• _What you have to do_
Below are the records; pull every line that includes "hovered".

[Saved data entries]
/---

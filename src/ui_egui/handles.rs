// Event card hit zones
//
// A card is split into three pointer targets:
// - Top strip: resize the start
// - Bottom strip: resize the end
// - Everything else: long-press to move

use egui::{Pos2, Rect, Vec2};

use crate::services::interaction::DragMode;

/// Height of a resize strip on a tall card
pub const HANDLE_HEIGHT: f32 = 16.0;
/// Width of the grip bar drawn inside a strip
pub const GRIP_WIDTH: f32 = 32.0;

/// Resize strips of one card.
#[derive(Debug, Clone, Copy, PartialEq)]
pub struct HandleRects {
    pub top: Rect,
    pub bottom: Rect,
}

impl HandleRects {
    /// Strips span the full card width. On short cards each strip shrinks
    /// to a third of the height so the body stays grabbable.
    pub fn for_card(card: Rect) -> Self {
        let zone_height = HANDLE_HEIGHT.min(card.height() / 3.0);
        Self {
            top: Rect::from_min_size(card.min, Vec2::new(card.width(), zone_height)),
            bottom: Rect::from_min_size(
                Pos2::new(card.left(), card.bottom() - zone_height),
                Vec2::new(card.width(), zone_height),
            ),
        }
    }

    /// Gesture a press at `pos` starts. `None` when outside the card.
    pub fn hit_test(&self, card: Rect, pos: Pos2) -> Option<DragMode> {
        if !card.contains(pos) {
            None
        } else if self.top.contains(pos) {
            Some(DragMode::ResizeTop)
        } else if self.bottom.contains(pos) {
            Some(DragMode::ResizeBottom)
        } else {
            Some(DragMode::Move)
        }
    }

    pub fn get(&self, mode: DragMode) -> Option<Rect> {
        match mode {
            DragMode::ResizeTop => Some(self.top),
            DragMode::ResizeBottom => Some(self.bottom),
            DragMode::Move => None,
        }
    }
}

/// Draw the grip bars, highlighting the hovered strip.
pub fn draw_handles(
    painter: &egui::Painter,
    handles: &HandleRects,
    hovered: Option<DragMode>,
    color: egui::Color32,
) {
    for (mode, rect, grip_y) in [
        (DragMode::ResizeTop, handles.top, handles.top.top() + 4.0),
        (DragMode::ResizeBottom, handles.bottom, handles.bottom.bottom() - 4.0),
    ] {
        if hovered == Some(mode) {
            painter.rect_filled(rect, 2.0, color.gamma_multiply(0.15));
        }
        let grip = Rect::from_center_size(
            Pos2::new(rect.center().x, grip_y),
            Vec2::new(GRIP_WIDTH.min(rect.width()), 3.0),
        );
        painter.rect_filled(grip, 1.5, color.gamma_multiply(0.35));
    }
}

#[cfg(test)]
mod tests {
    use super::*;

    fn card(height: f32) -> Rect {
        Rect::from_min_size(Pos2::new(100.0, 200.0), Vec2::new(120.0, height))
    }

    #[test]
    fn test_tall_card_zones() {
        let rect = card(108.0);
        let handles = HandleRects::for_card(rect);

        assert_eq!(handles.hit_test(rect, Pos2::new(150.0, 205.0)), Some(DragMode::ResizeTop));
        assert_eq!(handles.hit_test(rect, Pos2::new(150.0, 300.0)), Some(DragMode::ResizeBottom));
        assert_eq!(handles.hit_test(rect, Pos2::new(150.0, 250.0)), Some(DragMode::Move));
        assert_eq!(handles.hit_test(rect, Pos2::new(90.0, 250.0)), None);
    }

    #[test]
    fn test_short_card_keeps_a_body() {
        // 15 minutes at 1.8 px/min
        let rect = card(27.0);
        let handles = HandleRects::for_card(rect);

        assert_eq!(handles.top.height(), 9.0);
        assert_eq!(handles.hit_test(rect, Pos2::new(150.0, 213.5)), Some(DragMode::Move));
    }

    #[test]
    fn test_get() {
        let handles = HandleRects::for_card(card(60.0));
        assert_eq!(handles.get(DragMode::ResizeTop), Some(handles.top));
        assert_eq!(handles.get(DragMode::Move), None);
    }
}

\---

• _Answer box_
/// Draw the grip bars, highlighting the hovered strip.
    hovered: Option<DragMode>,
        if hovered == Some(mode) {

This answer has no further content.